DIRECTIONS
The reply should be a single number: the count of lines below that contain the word "Contains".

Segment Start: DATASET RECORDS

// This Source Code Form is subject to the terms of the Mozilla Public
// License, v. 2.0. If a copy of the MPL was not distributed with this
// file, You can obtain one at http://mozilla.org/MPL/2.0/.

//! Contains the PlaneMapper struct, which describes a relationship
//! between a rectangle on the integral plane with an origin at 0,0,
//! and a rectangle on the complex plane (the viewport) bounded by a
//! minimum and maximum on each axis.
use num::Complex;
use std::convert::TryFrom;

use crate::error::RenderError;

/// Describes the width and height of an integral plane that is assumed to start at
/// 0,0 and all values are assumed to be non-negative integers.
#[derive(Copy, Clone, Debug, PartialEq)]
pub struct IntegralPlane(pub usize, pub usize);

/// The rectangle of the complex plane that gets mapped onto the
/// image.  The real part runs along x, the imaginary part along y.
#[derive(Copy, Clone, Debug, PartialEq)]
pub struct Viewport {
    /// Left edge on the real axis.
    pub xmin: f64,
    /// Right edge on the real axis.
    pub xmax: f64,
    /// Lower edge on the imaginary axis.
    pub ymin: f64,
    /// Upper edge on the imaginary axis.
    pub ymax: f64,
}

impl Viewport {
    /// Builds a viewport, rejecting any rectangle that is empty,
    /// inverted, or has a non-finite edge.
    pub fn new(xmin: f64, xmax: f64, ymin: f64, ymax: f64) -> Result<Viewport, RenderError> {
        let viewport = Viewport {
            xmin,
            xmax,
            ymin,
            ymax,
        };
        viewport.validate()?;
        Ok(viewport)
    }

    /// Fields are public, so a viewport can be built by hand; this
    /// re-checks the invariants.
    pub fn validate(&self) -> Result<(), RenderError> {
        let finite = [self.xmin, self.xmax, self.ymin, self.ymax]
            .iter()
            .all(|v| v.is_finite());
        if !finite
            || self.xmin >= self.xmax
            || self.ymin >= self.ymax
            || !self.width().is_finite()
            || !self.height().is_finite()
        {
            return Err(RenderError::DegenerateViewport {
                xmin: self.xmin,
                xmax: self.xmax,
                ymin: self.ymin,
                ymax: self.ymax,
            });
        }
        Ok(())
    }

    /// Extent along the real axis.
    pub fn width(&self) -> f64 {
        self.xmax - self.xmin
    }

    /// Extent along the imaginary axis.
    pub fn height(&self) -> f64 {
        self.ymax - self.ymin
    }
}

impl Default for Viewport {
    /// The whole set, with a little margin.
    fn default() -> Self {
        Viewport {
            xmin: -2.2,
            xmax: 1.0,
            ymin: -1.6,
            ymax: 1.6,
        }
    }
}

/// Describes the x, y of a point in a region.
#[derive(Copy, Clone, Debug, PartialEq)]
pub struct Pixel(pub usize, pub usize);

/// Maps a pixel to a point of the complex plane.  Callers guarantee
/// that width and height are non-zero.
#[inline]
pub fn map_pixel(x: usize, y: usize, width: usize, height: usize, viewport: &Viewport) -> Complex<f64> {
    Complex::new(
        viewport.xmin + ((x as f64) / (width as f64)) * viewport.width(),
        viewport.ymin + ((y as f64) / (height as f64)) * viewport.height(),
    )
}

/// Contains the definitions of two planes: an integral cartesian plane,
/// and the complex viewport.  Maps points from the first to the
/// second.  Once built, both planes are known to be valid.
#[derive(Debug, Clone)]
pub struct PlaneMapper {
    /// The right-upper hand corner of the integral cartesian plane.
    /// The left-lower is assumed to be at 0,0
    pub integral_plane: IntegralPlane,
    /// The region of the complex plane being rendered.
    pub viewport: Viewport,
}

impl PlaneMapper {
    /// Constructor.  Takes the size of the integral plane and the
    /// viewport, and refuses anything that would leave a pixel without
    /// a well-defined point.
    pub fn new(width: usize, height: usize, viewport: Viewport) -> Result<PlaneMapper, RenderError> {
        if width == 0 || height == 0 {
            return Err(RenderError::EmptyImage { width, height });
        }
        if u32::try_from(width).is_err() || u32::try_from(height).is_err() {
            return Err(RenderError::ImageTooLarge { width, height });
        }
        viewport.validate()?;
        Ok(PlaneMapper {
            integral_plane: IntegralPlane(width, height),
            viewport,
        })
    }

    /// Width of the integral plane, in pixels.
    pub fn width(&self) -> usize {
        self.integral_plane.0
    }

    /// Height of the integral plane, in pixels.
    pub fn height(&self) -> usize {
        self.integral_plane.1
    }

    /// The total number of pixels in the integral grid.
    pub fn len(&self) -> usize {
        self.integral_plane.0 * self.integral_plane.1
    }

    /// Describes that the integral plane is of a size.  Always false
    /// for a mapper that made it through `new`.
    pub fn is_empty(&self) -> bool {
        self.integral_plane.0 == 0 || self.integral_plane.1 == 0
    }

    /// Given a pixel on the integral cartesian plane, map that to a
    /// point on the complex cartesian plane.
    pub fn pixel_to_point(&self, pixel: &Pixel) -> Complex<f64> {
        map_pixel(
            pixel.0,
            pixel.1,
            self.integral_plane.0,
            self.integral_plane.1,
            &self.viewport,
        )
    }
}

Segment End: DATASET RECORDS

ANSWER AREA
2